### WHAT YOU ARE ASKED TO DO
The answer must consist of each line below that contains the string "Returns".

[Records from a collection]
▽

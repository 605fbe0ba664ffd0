//! Hashing conventions for transaction trees and the accumulated hash chain
//!
//! Every transaction commits to its entries through an RFC 6962 Merkle Tree
//! Hash (SHA-256, domain-separated leaves and nodes):
//!
//! - `leaf_hash(key, value) = SHA-256(0x00 || u32_be(len(key)) || key || value)`
//! - `node_hash(l, r) = SHA-256(0x01 || l || r)`
//! - for `n > 1` leaves the tree splits at the largest power of two below `n`,
//!   so an odd trailing subtree is promoted unchanged rather than padded.
//!
//! Transactions are then chained: `Alh[0] = ALH_SEED` and
//! `Alh[n] = SHA-256(Alh[n-1] || u64_be(tx_id) || i64_be(timestamp) || u32_be(entry_count) || eh)`.

use sha2::{Digest, Sha256};

/// SHA-256 digest
pub type Hash = [u8; 32];

/// Leaf domain separator
pub const LEAF_PREFIX: u8 = 0x00;

/// Internal node domain separator
pub const NODE_PREFIX: u8 = 0x01;

/// Accumulated hash before the first transaction
pub const ALH_SEED: Hash = [0u8; 32];

/// Hash a single key/value entry as a Merkle leaf
#[must_use]
pub fn leaf_hash(key: &[u8], value: &[u8]) -> Hash {
    let mut hasher = Sha256::new();
    hasher.update([LEAF_PREFIX]);
    hasher.update((key.len() as u32).to_be_bytes());
    hasher.update(key);
    hasher.update(value);
    hasher.finalize().into()
}

/// Hash two child hashes into their parent
#[must_use]
pub fn node_hash(left: &Hash, right: &Hash) -> Hash {
    let mut hasher = Sha256::new();
    hasher.update([NODE_PREFIX]);
    hasher.update(left);
    hasher.update(right);
    hasher.finalize().into()
}

/// Root of a tree without leaves
#[must_use]
pub fn empty_root() -> Hash {
    Sha256::digest([]).into()
}

/// Merkle Tree Hash over ordered leaf hashes
#[must_use]
pub fn compute_root(leaves: &[Hash]) -> Hash {
    match leaves.len() {
        0 => empty_root(),
        1 => leaves[0],
        n => {
            let k = split_point(n);
            node_hash(&compute_root(&leaves[..k]), &compute_root(&leaves[k..]))
        }
    }
}

/// Audit path for the leaf at `index`, ordered from the leaf towards the root
///
/// Returns `None` if `index` is outside the tree.
#[must_use]
pub fn inclusion_path(leaves: &[Hash], index: usize) -> Option<Vec<Hash>> {
    if index >= leaves.len() {
        return None;
    }
    let mut path = Vec::new();
    collect_path(leaves, index, &mut path);
    Some(path)
}

fn collect_path(leaves: &[Hash], index: usize, path: &mut Vec<Hash>) {
    let n = leaves.len();
    if n <= 1 {
        return;
    }
    let k = split_point(n);
    if index < k {
        collect_path(&leaves[..k], index, path);
        path.push(compute_root(&leaves[k..]));
    } else {
        collect_path(&leaves[k..], index - k, path);
        path.push(compute_root(&leaves[..k]));
    }
}

/// Recompute a root from a leaf hash and its audit path (RFC 9162 2.1.3.2)
///
/// Returns `None` when the path length does not fit `(leaf_index, tree_size)`.
#[must_use]
pub fn root_from_path(
    leaf: &Hash,
    leaf_index: u64,
    tree_size: u64,
    path: &[Hash],
) -> Option<Hash> {
    if leaf_index >= tree_size {
        return None;
    }

    let mut fnode = leaf_index;
    let mut snode = tree_size - 1;
    let mut root = *leaf;

    for sibling in path {
        if snode == 0 {
            return None;
        }
        if fnode & 1 == 1 || fnode == snode {
            root = node_hash(sibling, &root);
            while fnode & 1 == 0 && fnode != 0 {
                fnode >>= 1;
                snode >>= 1;
            }
        } else {
            root = node_hash(&root, sibling);
        }
        fnode >>= 1;
        snode >>= 1;
    }

    (snode == 0).then_some(root)
}

/// Next link of the accumulated hash chain
#[must_use]
pub fn chain_alh(prev: &Hash, tx_id: u64, timestamp: i64, entry_count: u32, eh: &Hash) -> Hash {
    let mut hasher = Sha256::new();
    hasher.update(prev);
    hasher.update(tx_id.to_be_bytes());
    hasher.update(timestamp.to_be_bytes());
    hasher.update(entry_count.to_be_bytes());
    hasher.update(eh);
    hasher.finalize().into()
}

/// Largest power of two strictly below `n` (`n >= 2`)
fn split_point(n: usize) -> usize {
    let mut k = 1;
    while k << 1 < n {
        k <<= 1;
    }
    k
}

/// Serde adapter encoding a [`Hash`] as lowercase hex
pub mod hash_hex {
    use super::Hash;
    use serde::de::Error;
    use serde::{Deserialize, Deserializer, Serializer};

    pub fn serialize<S: Serializer>(hash: &Hash, serializer: S) -> Result<S::Ok, S::Error> {
        serializer.serialize_str(&hex::encode(hash))
    }

    pub fn deserialize<'de, D: Deserializer<'de>>(deserializer: D) -> Result<Hash, D::Error> {
        let encoded = String::deserialize(deserializer)?;
        let bytes = hex::decode(&encoded).map_err(D::Error::custom)?;
        bytes
            .try_into()
            .map_err(|_| D::Error::custom("expected a 32-byte hash"))
    }
}

/// Serde adapter encoding a list of [`Hash`] values as lowercase hex strings
pub mod hash_hex_vec {
    use super::Hash;
    use serde::de::Error;
    use serde::{Deserialize, Deserializer, Serializer};

    pub fn serialize<S: Serializer>(hashes: &[Hash], serializer: S) -> Result<S::Ok, S::Error> {
        serializer.collect_seq(hashes.iter().map(hex::encode))
    }

    pub fn deserialize<'de, D: Deserializer<'de>>(deserializer: D) -> Result<Vec<Hash>, D::Error> {
        let encoded = Vec::<String>::deserialize(deserializer)?;
        encoded
            .iter()
            .map(|s| {
                let bytes = hex::decode(s).map_err(D::Error::custom)?;
                bytes
                    .try_into()
                    .map_err(|_| D::Error::custom("expected a 32-byte hash"))
            })
            .collect()
    }
}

△

### RESPONSE AREA
/// Returns `None` if `index` is outside the tree.
/// Returns `None` when the path length does not fit `(leaf_index, tree_size)`.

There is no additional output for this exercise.